When the curtain goes up on Mozart’s “Die Entführung aus dem Serail” (“The Abduction From the Seraglio”), we are on the Mediterranean coast in the Ottoman Empire, at a palace where European captives are being held as slaves by a Muslim pasha. When the Ottoman Turkish overseer, Osmin, enters and sings about his rage against the Christian prisoners, he fantasizes about hanging them, impaling them on hot stakes and beheading them.

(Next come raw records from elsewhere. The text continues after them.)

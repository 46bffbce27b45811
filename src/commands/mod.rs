// ABOUTME: Command module aggregator for the greenswap CLI.
// ABOUTME: Re-exports validate and simulate command handlers.

mod simulate;
mod validate;

pub use simulate::{SimulateArgs, simulate};
pub use validate::validate;

use greenswap::config::Manifest;
use greenswap::error::Result;
use std::path::{Path, PathBuf};

/// Load `file`, or discover a manifest in the current directory.
fn load_manifest(file: Option<&Path>) -> Result<(PathBuf, Manifest)> {
    let path = match file {
        Some(path) => path.to_path_buf(),
        None => Manifest::locate(&std::env::current_dir()?)?,
    };
    let manifest = Manifest::load(&path)?;
    Ok((path, manifest))
}
// ABOUTME: Polls remote environment state until a field reaches a goal value.
// ABOUTME: Bounded by an optional timeout; dropping the future stops polling.

use snafu::{ResultExt, Snafu};
use std::fmt;
use std::future::Future;
use std::time::Duration;

use crate::platform::{
    EnvironmentDescription, EnvironmentStatus, Health, PlatformClient, PlatformError,
};
use crate::types::{ApplicationName, PhysicalName};

/// Default interval between status queries.
pub const DEFAULT_POLL_INTERVAL: Duration = Duration::from_secs(10);

/// Timing of a polling loop.
#[derive(Debug, Clone, Copy, PartialEq, Eq)]
pub struct PollOptions {
    pub interval: Duration,
    /// `None` or zero waits indefinitely.
    pub timeout: Option<Duration>,
}

impl Default for PollOptions {
    fn default() -> Self {
        Self {
            interval: DEFAULT_POLL_INTERVAL,
            timeout: None,
        }
    }
}

impl PollOptions {
    pub fn new(interval: Duration, timeout: Option<Duration>) -> Self {
        Self { interval, timeout }
    }

    pub fn with_timeout(mut self, timeout: Option<Duration>) -> Self {
        self.timeout = timeout;
        self
    }

    fn limit(&self) -> Option<Duration> {
        self.timeout.filter(|t| !t.is_zero())
    }
}

/// Target value for one observed field of an environment.
#[derive(Debug, Clone, Copy, PartialEq, Eq)]
pub enum Goal {
    Status(EnvironmentStatus),
    Health(Health),
}

impl Goal {
    /// Name of the watched field.
    pub fn field(&self) -> &'static str {
        match self {
            Goal::Status(_) => "status",
            Goal::Health(_) => "health",
        }
    }

    pub fn is_met(&self, env: &EnvironmentDescription) -> bool {
        match self {
            Goal::Status(status) => env.status == *status,
            Goal::Health(health) => env.health == *health,
        }
    }
}

impl fmt::Display for Goal {
    fn fmt(&self, f: &mut fmt::Formatter<'_>) -> fmt::Result {
        match self {
            Goal::Status(status) => write!(f, "{status}"),
            Goal::Health(health) => write!(f, "{health}"),
        }
    }
}

/// Polling failure.
#[derive(Debug, Snafu)]
#[snafu(visibility(pub))]
pub enum WaitError {
    #[snafu(display("timed out after {waited:?} waiting for {field} to become {goal}"))]
    Timeout {
        field: &'static str,
        goal: String,
        waited: Duration,
    },

    #[snafu(display("state query failed: {source}"))]
    Query { source: PlatformError },
}

/// Error kind for programmatic handling.
#[derive(Debug, Clone, Copy, PartialEq, Eq)]
pub enum WaitErrorKind {
    /// The goal was not reached in time.
    Timeout,
    /// The platform rejected a describe call.
    QueryFailed,
}

impl WaitError {
    pub fn kind(&self) -> WaitErrorKind {
        match self {
            WaitError::Timeout { .. } => WaitErrorKind::Timeout,
            WaitError::Query { .. } => WaitErrorKind::QueryFailed,
        }
    }

    pub fn is_timeout(&self) -> bool {
        self.kind() == WaitErrorKind::Timeout
    }
}

/// Query repeatedly until `done` accepts a result.
///
/// The first query runs immediately, later ones every `options.interval`.
/// A query yielding `None` (resource not visible yet) keeps polling; a query
/// error ends polling at once. `field` and `goal` only label the timeout
/// error.
pub async fn poll_until<T, Q, Fut, P>(
    options: &PollOptions,
    field: &'static str,
    goal: &str,
    mut query: Q,
    mut done: P,
) -> Result<T, WaitError>
where
    Q: FnMut() -> Fut,
    Fut: Future<Output = Result<Option<T>, PlatformError>>,
    P: FnMut(&T) -> bool,
{
    let interval = options.interval;
    let attempt = async move {
        loop {
            match query().await {
                Ok(Some(value)) if done(&value) => return Ok(value),
                Ok(_) => {}
                Err(err) => return Err(err),
            }
            tokio::time::sleep(interval).await;
        }
    };

    let outcome = match options.limit() {
        None => attempt.await,
        Some(limit) => match tokio::time::timeout(limit, attempt).await {
            Ok(outcome) => outcome,
            Err(_) => {
                return TimeoutSnafu {
                    field,
                    goal,
                    waited: limit,
                }
                .fail();
            }
        },
    };
    outcome.context(QuerySnafu)
}

/// Wait until the named field of a physical environment equals `goal`.
pub async fn wait_for_state<P>(
    platform: &P,
    application: &ApplicationName,
    environment: &PhysicalName,
    goal: Goal,
    options: &PollOptions,
) -> Result<EnvironmentDescription, WaitError>
where
    P: PlatformClient + ?Sized,
{
    tracing::debug!(
        application = %application,
        environment = %environment,
        field = goal.field(),
        goal = %goal,
        "waiting for environment state"
    );

    let goal_label = goal.to_string();
    let described = poll_until(
        options,
        goal.field(),
        &goal_label,
        || async {
            let described = platform.describe_environment(application, environment).await?;
            if let Some(env) = &described {
                tracing::debug!(
                    environment = %environment,
                    status = %env.status,
                    health = %env.health,
                    "polled environment"
                );
            }
            Ok::<_, PlatformError>(described)
        },
        |env| goal.is_met(env),
    )
    .await?;

    tracing::debug!(environment = %environment, goal = %goal, "environment reached goal");
    Ok(described)
}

Mozart and his librettists wrote a comedy. But it is hard to listen to Osmin’s aria today and not think about contemporary nightmare scenarios of hostages and global conflict. An evening with “Abduction From the Seraglio” — first presented in Vienna in 1782 and opening Friday, April 22 at the Metropolitan Opera in a revival conducted by James Levine — reminds us that in the 18th century, when the vast Ottoman Empire was governed by the Turkish sultans in Istanbul, Mozart was one of many European composers fascinated by the relations, encounters and conflicts between Christians and Muslims.
It was an age of warfare against the Turks, full of the tensions between the Muslim and Western worlds. But “Abduction” may be an opera for our own times, too: an intriguing if disturbing model of how to understand — through the structure of music — the anger of an enemy and how to explore harmoniously the reconciliation of cultural difference.